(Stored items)
━━━━━━━━━━

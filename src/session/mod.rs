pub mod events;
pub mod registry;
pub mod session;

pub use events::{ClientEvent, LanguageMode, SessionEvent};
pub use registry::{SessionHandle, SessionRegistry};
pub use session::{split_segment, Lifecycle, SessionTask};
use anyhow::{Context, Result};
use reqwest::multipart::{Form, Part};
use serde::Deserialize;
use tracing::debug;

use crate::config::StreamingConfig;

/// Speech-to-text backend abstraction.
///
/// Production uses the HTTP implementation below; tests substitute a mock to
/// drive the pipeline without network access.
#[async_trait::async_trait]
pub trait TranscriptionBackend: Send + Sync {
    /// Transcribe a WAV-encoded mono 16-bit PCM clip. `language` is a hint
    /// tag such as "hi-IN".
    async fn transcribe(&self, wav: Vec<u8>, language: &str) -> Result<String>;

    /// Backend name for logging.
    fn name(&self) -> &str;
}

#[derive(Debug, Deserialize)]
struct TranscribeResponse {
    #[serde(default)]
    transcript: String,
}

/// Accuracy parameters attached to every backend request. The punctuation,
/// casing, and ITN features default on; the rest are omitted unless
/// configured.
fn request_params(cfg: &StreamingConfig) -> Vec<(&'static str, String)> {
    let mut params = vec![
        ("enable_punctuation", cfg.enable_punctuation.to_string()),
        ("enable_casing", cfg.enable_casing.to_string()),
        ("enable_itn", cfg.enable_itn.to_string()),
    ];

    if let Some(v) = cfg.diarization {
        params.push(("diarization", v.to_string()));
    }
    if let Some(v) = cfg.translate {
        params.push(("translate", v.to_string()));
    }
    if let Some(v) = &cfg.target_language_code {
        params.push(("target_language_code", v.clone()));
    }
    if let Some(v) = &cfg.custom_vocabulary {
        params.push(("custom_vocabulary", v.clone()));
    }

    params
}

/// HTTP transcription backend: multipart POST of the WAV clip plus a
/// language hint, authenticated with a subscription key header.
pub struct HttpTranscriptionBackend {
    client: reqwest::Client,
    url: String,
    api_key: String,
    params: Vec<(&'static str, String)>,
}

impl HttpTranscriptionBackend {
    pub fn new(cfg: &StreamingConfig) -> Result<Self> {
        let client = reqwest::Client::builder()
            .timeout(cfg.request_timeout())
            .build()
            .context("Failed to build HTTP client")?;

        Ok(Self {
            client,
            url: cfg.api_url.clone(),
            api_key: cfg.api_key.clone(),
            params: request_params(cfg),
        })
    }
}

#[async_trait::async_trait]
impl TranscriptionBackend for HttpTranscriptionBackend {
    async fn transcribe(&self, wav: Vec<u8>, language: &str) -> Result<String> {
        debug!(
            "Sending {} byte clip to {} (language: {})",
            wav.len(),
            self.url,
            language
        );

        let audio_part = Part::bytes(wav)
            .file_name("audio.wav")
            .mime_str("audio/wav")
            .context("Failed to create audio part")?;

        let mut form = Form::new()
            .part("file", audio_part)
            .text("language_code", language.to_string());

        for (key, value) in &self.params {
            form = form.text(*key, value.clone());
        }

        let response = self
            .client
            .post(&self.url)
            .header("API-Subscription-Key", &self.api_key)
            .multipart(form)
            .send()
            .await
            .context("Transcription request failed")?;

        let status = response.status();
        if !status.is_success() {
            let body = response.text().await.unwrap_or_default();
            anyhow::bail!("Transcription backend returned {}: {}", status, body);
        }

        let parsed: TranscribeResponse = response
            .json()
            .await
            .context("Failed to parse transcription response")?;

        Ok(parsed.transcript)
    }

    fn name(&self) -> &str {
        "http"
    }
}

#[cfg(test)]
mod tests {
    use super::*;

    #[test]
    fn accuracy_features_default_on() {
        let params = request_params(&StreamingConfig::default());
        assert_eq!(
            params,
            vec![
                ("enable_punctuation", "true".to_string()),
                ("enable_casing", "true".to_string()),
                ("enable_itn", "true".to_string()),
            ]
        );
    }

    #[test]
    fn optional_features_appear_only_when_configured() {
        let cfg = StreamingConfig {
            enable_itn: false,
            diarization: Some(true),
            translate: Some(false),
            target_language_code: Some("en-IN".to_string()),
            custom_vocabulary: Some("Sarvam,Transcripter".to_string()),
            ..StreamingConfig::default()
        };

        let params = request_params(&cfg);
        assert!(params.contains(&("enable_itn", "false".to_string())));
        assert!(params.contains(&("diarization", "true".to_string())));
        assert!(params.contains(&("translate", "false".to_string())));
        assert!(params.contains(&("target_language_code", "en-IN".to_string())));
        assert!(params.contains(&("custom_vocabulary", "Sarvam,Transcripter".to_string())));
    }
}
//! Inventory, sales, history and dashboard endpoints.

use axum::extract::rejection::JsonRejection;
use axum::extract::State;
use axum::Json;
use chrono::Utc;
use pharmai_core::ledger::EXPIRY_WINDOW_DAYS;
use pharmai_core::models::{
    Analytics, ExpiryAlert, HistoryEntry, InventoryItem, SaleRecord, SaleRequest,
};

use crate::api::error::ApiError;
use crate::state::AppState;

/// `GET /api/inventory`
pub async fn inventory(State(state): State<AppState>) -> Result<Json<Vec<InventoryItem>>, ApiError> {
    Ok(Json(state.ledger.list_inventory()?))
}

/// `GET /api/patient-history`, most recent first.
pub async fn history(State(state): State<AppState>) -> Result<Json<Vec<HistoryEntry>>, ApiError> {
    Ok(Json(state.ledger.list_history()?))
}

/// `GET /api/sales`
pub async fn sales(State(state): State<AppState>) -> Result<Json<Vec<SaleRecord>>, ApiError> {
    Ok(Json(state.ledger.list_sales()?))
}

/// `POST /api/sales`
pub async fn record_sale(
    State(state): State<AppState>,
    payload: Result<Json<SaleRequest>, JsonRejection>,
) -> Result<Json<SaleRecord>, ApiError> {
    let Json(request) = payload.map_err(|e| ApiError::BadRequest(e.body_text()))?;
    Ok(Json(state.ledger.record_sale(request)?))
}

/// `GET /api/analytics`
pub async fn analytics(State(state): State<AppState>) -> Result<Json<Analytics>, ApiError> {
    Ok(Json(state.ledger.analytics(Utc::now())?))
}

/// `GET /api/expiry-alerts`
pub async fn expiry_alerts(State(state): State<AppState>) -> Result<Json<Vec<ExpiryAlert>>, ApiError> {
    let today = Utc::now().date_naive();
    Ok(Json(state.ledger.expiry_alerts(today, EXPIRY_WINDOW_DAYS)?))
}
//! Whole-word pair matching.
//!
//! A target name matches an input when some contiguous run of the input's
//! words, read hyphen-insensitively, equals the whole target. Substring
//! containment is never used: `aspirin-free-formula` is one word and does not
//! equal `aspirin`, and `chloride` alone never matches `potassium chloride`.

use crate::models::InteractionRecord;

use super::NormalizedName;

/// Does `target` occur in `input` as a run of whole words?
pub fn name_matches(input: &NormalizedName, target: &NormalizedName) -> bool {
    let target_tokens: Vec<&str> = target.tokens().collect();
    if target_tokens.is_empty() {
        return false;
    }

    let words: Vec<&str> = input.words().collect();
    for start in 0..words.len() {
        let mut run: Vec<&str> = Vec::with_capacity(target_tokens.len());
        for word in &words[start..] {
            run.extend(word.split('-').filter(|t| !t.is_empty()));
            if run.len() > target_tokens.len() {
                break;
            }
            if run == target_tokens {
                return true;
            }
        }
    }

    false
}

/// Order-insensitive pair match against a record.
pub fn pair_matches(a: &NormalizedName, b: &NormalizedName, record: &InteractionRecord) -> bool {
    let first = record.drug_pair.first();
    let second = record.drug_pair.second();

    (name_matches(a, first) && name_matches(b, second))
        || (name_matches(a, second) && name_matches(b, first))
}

━━━━━━━━━━

All the records above need to be set down again exactly as they were given.

[Output of the exercise]
filename src/session/mod.rs
pub mod events;
pub mod registry;
pub mod session;

pub use events::{ClientEvent, LanguageMode, SessionEvent};
pub use registry::{SessionHandle, SessionRegistry};
pub use session::{split_segment, Lifecycle, SessionTask};
use anyhow::{Context, Result};
use reqwest::multipart::{Form, Part};
use serde::Deserialize;
use tracing::debug;

use crate::config::StreamingConfig;

/// Speech-to-text backend abstraction.
///
/// Production uses the HTTP implementation below; tests substitute a mock to
/// drive the pipeline without network access.
#[async_trait::async_trait]
pub trait TranscriptionBackend: Send + Sync {
    /// Transcribe a WAV-encoded mono 16-bit PCM clip. `language` is a hint
    /// tag such as "hi-IN".
    async fn transcribe(&self, wav: Vec<u8>, language: &str) -> Result<String>;

    /// Backend name for logging.
    fn name(&self) -> &str;
}

#[derive(Debug, Deserialize)]
struct TranscribeResponse {
    #[serde(default)]
    transcript: String,
}

/// Accuracy parameters attached to every backend request. The punctuation,
/// casing, and ITN features default on; the rest are omitted unless
/// configured.
fn request_params(cfg: &StreamingConfig) -> Vec<(&'static str, String)> {
    let mut params = vec![
        ("enable_punctuation", cfg.enable_punctuation.to_string()),
        ("enable_casing", cfg.enable_casing.to_string()),
        ("enable_itn", cfg.enable_itn.to_string()),
    ];

    if let Some(v) = cfg.diarization {
        params.push(("diarization", v.to_string()));
    }
    if let Some(v) = cfg.translate {
        params.push(("translate", v.to_string()));
    }
    if let Some(v) = &cfg.target_language_code {
        params.push(("target_language_code", v.clone()));
    }
    if let Some(v) = &cfg.custom_vocabulary {
        params.push(("custom_vocabulary", v.clone()));
    }

    params
}

/// HTTP transcription backend: multipart POST of the WAV clip plus a
/// language hint, authenticated with a subscription key header.
pub struct HttpTranscriptionBackend {
    client: reqwest::Client,
    url: String,
    api_key: String,
    params: Vec<(&'static str, String)>,
}

impl HttpTranscriptionBackend {
    pub fn new(cfg: &StreamingConfig) -> Result<Self> {
        let client = reqwest::Client::builder()
            .timeout(cfg.request_timeout())
            .build()
            .context("Failed to build HTTP client")?;

        Ok(Self {
            client,
            url: cfg.api_url.clone(),
            api_key: cfg.api_key.clone(),
            params: request_params(cfg),
        })
    }
}

#[async_trait::async_trait]
impl TranscriptionBackend for HttpTranscriptionBackend {
    async fn transcribe(&self, wav: Vec<u8>, language: &str) -> Result<String> {
        debug!(
            "Sending {} byte clip to {} (language: {})",
            wav.len(),
            self.url,
            language
        );

        let audio_part = Part::bytes(wav)
            .file_name("audio.wav")
            .mime_str("audio/wav")
            .context("Failed to create audio part")?;

        let mut form = Form::new()
            .part("file", audio_part)
            .text("language_code", language.to_string());

        for (key, value) in &self.params {
            form = form.text(*key, value.clone());
        }

        let response = self
            .client
            .post(&self.url)
            .header("API-Subscription-Key", &self.api_key)
            .multipart(form)
            .send()
            .await
            .context("Transcription request failed")?;

        let status = response.status();
        if !status.is_success() {
            let body = response.text().await.unwrap_or_default();
            anyhow::bail!("Transcription backend returned {}: {}", status, body);
        }

        let parsed: TranscribeResponse = response
            .json()
            .await
            .context("Failed to parse transcription response")?;

        Ok(parsed.transcript)
    }

    fn name(&self) -> &str {
        "http"
    }
}

#[cfg(test)]
mod tests {
    use super::*;

    #[test]
    fn accuracy_features_default_on() {
        let params = request_params(&StreamingConfig::default());
        assert_eq!(
            params,
            vec![
                ("enable_punctuation", "true".to_string()),
                ("enable_casing", "true".to_string()),
                ("enable_itn", "true".to_string()),
            ]
        );
    }

    #[test]
    fn optional_features_appear_only_when_configured() {
        let cfg = StreamingConfig {
            enable_itn: false,
            diarization: Some(true),
            translate: Some(false),
            target_language_code: Some("en-IN".to_string()),
            custom_vocabulary: Some("Sarvam,Transcripter".to_string()),
            ..StreamingConfig::default()
        };

        let params = request_params(&cfg);
        assert!(params.contains(&("enable_itn", "false".to_string())));
        assert!(params.contains(&("diarization", "true".to_string())));
        assert!(params.contains(&("translate", "false".to_string())));
        assert!(params.contains(&("target_language_code", "en-IN".to_string())));
        assert!(params.contains(&("custom_vocabulary", "Sarvam,Transcripter".to_string())));
    }
}
//! Inventory, sales, history and dashboard endpoints.

use axum::extract::rejection::JsonRejection;
use axum::extract::State;
use axum::Json;
use chrono::Utc;
use pharmai_core::ledger::EXPIRY_WINDOW_DAYS;
use pharmai_core::models::{
    Analytics, ExpiryAlert, HistoryEntry, InventoryItem, SaleRecord, SaleRequest,
};

use crate::api::error::ApiError;
use crate::state::AppState;

/// `GET /api/inventory`
pub async fn inventory(State(state): State<AppState>) -> Result<Json<Vec<InventoryItem>>, ApiError> {
    Ok(Json(state.ledger.list_inventory()?))
}

/// `GET /api/patient-history`, most recent first.
pub async fn history(State(state): State<AppState>) -> Result<Json<Vec<HistoryEntry>>, ApiError> {
    Ok(Json(state.ledger.list_history()?))
}

/// `GET /api/sales`
pub async fn sales(State(state): State<AppState>) -> Result<Json<Vec<SaleRecord>>, ApiError> {
    Ok(Json(state.ledger.list_sales()?))
}

/// `POST /api/sales`
pub async fn record_sale(
    State(state): State<AppState>,
    payload: Result<Json<SaleRequest>, JsonRejection>,
) -> Result<Json<SaleRecord>, ApiError> {
    let Json(request) = payload.map_err(|e| ApiError::BadRequest(e.body_text()))?;
    Ok(Json(state.ledger.record_sale(request)?))
}

/// `GET /api/analytics`
pub async fn analytics(State(state): State<AppState>) -> Result<Json<Analytics>, ApiError> {
    Ok(Json(state.ledger.analytics(Utc::now())?))
}

/// `GET /api/expiry-alerts`
pub async fn expiry_alerts(State(state): State<AppState>) -> Result<Json<Vec<ExpiryAlert>>, ApiError> {
    let today = Utc::now().date_naive();
    Ok(Json(state.ledger.expiry_alerts(today, EXPIRY_WINDOW_DAYS)?))
}
//! Whole-word pair matching.
//!
//! A target name matches an input when some contiguous run of the input's
//! words, read hyphen-insensitively, equals the whole target. Substring
//! containment is never used: `aspirin-free-formula` is one word and does not
//! equal `aspirin`, and `chloride` alone never matches `potassium chloride`.

use crate::models::InteractionRecord;

use super::NormalizedName;

/// Does `target` occur in `input` as a run of whole words?
pub fn name_matches(input: &NormalizedName, target: &NormalizedName) -> bool {
    let target_tokens: Vec<&str> = target.tokens().collect();
    if target_tokens.is_empty() {
        return false;
    }

    let words: Vec<&str> = input.words().collect();
    for start in 0..words.len() {
        let mut run: Vec<&str> = Vec::with_capacity(target_tokens.len());
        for word in &words[start..] {
            run.extend(word.split('-').filter(|t| !t.is_empty()));
            if run.len() > target_tokens.len() {
                break;
            }
            if run == target_tokens {
                return true;
            }
        }
    }

    false
}

/// Order-insensitive pair match against a record.
pub fn pair_matches(a: &NormalizedName, b: &NormalizedName, record: &InteractionRecord) -> bool {
    let first = record.drug_pair.first();
    let second = record.drug_pair.second();

    (name_matches(a, first) && name_matches(b, second))
        || (name_matches(a, second) && name_matches(b, first))
}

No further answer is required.